TASK BRIEF:
The answer is every line of the records that holds the word "handlers", copied in full.

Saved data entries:
=== Begin Enclosure ===
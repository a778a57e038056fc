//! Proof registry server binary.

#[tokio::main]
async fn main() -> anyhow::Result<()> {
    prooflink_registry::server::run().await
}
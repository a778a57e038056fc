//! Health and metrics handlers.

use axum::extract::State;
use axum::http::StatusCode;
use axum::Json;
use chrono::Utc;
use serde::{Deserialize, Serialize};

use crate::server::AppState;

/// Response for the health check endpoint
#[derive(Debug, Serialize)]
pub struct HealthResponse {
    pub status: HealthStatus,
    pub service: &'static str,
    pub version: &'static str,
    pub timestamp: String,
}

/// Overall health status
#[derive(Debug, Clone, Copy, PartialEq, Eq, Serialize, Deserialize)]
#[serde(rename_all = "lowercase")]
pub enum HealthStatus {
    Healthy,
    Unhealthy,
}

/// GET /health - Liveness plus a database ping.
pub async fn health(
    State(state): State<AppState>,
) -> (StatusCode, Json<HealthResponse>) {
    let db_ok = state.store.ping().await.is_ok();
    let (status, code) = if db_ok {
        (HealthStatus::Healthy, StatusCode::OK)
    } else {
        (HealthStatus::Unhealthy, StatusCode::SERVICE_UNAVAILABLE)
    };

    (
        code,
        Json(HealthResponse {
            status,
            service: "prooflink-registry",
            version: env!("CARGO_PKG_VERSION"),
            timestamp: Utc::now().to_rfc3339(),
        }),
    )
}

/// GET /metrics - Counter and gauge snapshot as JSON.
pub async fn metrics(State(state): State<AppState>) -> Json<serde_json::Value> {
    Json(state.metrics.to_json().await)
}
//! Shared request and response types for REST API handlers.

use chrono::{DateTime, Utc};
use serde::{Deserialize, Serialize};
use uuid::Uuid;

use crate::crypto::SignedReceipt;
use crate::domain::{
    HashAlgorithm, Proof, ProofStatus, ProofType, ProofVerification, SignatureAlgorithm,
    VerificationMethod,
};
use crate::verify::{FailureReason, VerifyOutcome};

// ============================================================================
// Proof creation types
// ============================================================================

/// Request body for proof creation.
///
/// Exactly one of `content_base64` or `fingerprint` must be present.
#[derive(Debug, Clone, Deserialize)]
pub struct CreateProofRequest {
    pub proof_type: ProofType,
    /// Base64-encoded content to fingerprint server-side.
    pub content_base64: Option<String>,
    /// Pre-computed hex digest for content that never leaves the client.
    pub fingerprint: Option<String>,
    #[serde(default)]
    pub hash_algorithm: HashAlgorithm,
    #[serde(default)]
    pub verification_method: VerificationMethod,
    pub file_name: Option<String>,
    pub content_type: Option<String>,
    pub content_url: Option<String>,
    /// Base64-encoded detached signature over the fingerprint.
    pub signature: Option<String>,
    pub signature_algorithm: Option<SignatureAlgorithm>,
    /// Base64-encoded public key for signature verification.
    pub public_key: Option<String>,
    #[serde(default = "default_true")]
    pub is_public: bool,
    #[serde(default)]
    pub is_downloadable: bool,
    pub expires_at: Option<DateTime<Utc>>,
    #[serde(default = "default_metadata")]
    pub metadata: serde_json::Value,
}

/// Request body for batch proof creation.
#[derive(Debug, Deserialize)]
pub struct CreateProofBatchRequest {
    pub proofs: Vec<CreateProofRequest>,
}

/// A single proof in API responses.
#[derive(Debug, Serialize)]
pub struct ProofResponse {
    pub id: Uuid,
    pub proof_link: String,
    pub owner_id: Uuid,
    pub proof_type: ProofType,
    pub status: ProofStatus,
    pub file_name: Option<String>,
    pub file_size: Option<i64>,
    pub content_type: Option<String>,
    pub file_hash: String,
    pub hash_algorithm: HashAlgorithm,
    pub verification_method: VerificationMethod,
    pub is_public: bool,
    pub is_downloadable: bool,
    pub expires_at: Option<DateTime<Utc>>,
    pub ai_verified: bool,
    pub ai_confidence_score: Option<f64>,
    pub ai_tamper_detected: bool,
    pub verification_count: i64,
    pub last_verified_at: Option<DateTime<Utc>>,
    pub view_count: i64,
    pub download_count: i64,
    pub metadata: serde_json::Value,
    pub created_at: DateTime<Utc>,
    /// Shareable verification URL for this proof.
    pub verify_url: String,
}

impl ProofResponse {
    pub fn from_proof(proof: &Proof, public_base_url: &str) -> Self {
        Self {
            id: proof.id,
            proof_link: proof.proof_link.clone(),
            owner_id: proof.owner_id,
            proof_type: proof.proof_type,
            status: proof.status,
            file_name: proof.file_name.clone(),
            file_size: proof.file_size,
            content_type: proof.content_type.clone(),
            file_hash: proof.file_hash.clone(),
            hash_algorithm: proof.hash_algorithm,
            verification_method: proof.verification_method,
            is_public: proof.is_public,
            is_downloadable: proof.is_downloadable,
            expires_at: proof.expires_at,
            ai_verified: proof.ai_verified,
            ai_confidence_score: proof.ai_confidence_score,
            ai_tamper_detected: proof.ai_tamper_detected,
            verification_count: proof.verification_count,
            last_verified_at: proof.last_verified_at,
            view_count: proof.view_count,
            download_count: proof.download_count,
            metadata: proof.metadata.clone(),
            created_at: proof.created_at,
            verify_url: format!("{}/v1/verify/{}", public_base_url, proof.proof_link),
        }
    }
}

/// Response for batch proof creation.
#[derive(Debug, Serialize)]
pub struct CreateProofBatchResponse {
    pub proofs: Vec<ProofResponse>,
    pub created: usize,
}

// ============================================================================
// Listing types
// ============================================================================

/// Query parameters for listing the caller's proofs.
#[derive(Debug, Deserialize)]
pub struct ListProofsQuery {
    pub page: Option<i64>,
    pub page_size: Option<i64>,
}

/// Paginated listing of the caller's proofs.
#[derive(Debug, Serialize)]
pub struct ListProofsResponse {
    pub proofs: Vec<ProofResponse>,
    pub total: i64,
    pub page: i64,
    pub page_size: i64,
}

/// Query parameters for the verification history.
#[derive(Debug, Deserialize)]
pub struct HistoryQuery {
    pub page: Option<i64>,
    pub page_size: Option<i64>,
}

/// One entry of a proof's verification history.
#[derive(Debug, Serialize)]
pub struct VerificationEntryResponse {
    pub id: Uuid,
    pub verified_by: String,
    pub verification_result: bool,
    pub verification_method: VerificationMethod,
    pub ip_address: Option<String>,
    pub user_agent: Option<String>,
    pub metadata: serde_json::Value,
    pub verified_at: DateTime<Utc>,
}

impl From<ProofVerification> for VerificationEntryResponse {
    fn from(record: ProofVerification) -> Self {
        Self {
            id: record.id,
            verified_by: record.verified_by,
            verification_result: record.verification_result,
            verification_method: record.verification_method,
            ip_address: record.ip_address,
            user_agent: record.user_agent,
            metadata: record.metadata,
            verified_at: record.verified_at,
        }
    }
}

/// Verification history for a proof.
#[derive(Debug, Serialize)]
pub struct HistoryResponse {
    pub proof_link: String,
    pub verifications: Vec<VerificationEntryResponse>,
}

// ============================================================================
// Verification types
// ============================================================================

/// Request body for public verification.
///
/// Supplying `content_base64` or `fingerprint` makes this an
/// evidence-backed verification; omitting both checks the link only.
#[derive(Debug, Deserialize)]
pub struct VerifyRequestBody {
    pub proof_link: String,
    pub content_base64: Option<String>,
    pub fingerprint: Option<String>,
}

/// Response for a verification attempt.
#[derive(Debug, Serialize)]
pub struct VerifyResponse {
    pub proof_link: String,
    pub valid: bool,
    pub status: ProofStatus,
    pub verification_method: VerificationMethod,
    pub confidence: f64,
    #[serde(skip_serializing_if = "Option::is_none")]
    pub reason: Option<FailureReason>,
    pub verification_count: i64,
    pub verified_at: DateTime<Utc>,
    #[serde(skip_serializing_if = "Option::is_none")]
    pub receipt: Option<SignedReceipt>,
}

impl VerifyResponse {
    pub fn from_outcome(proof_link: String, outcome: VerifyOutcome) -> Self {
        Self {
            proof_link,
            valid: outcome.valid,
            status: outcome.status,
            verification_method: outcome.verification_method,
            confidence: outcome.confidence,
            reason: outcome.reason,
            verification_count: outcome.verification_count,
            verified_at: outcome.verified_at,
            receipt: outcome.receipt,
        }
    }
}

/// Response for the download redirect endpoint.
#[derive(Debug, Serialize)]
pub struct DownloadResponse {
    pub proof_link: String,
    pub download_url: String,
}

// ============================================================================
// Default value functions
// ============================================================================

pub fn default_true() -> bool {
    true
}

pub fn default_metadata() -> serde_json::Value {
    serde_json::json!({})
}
=== End Enclosure ===
=== Begin Enclosure ===
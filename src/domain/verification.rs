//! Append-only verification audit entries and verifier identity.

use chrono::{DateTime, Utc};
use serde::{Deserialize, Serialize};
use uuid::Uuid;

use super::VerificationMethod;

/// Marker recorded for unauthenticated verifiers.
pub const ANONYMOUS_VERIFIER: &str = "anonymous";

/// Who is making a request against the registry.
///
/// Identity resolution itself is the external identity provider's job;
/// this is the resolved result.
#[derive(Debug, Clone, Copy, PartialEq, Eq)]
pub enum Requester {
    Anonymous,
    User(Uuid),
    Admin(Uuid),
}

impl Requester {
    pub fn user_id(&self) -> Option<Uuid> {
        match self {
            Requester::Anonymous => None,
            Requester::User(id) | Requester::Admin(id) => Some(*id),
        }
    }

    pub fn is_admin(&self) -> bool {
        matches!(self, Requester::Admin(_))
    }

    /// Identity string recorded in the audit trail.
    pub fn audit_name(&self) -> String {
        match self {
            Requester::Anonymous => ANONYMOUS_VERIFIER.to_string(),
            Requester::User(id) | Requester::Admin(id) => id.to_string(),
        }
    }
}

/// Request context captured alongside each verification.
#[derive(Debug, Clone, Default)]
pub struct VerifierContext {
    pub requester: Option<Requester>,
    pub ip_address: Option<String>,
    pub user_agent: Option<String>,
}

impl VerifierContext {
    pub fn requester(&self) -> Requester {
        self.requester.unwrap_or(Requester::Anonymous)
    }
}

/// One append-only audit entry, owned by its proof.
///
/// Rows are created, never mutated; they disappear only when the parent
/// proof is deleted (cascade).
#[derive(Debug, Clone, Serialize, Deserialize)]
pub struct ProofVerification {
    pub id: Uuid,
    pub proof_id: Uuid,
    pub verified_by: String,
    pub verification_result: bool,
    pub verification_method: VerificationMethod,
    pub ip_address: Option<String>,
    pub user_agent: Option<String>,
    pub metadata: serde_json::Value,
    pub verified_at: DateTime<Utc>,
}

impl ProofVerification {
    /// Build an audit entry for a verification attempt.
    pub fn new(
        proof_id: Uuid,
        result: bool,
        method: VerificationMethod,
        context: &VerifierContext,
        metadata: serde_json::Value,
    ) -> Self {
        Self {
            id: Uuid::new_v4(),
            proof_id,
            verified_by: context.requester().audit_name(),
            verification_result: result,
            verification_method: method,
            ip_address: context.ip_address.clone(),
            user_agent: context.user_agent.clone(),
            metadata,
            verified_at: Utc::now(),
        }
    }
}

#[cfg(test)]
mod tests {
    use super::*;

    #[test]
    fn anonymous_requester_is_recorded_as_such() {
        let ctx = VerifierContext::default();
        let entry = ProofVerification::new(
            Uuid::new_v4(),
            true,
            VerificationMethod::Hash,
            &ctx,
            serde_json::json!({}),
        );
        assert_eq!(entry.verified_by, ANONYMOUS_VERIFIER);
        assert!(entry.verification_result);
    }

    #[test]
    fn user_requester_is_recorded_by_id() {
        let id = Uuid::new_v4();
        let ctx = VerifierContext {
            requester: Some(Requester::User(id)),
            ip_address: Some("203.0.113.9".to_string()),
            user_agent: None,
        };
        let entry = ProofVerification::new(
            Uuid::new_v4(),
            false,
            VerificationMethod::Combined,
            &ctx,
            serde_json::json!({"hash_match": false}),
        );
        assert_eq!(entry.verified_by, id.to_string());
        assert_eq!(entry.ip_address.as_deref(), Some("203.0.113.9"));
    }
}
=== End Enclosure ===
=== Begin Enclosure ===
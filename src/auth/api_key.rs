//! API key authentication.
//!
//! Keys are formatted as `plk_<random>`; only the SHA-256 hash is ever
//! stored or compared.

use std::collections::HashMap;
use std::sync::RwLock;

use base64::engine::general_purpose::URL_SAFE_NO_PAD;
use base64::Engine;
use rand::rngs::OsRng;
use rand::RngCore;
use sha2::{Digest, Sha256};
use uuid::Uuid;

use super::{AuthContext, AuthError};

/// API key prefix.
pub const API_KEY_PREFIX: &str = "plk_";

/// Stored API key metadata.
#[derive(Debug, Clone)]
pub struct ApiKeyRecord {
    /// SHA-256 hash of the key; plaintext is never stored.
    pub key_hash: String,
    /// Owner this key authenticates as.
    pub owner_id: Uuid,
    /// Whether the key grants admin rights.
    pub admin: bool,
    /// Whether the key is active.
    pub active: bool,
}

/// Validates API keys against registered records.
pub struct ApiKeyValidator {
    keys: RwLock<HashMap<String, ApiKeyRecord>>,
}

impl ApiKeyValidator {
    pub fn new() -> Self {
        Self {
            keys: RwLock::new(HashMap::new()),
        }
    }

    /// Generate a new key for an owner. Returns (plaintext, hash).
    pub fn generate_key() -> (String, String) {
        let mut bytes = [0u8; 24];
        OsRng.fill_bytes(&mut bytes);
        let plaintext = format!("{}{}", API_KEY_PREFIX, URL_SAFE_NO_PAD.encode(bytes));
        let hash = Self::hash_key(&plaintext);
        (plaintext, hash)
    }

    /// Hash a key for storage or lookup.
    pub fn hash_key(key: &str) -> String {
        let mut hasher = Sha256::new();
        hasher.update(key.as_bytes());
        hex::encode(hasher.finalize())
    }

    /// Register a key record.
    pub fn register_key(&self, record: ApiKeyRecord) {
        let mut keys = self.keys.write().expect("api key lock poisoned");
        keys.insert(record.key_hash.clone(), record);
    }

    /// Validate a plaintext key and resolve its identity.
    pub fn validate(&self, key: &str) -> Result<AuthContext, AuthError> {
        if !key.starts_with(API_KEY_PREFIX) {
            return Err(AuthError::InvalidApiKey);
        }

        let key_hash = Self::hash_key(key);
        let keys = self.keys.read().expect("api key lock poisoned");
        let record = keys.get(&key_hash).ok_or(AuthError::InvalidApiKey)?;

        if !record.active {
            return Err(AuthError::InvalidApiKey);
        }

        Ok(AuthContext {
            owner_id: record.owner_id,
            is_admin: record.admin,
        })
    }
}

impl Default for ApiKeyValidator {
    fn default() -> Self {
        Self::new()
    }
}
=== End Enclosure ===
ANSWER BOX:
//! Health and metrics handlers.
//! Shared request and response types for REST API handlers.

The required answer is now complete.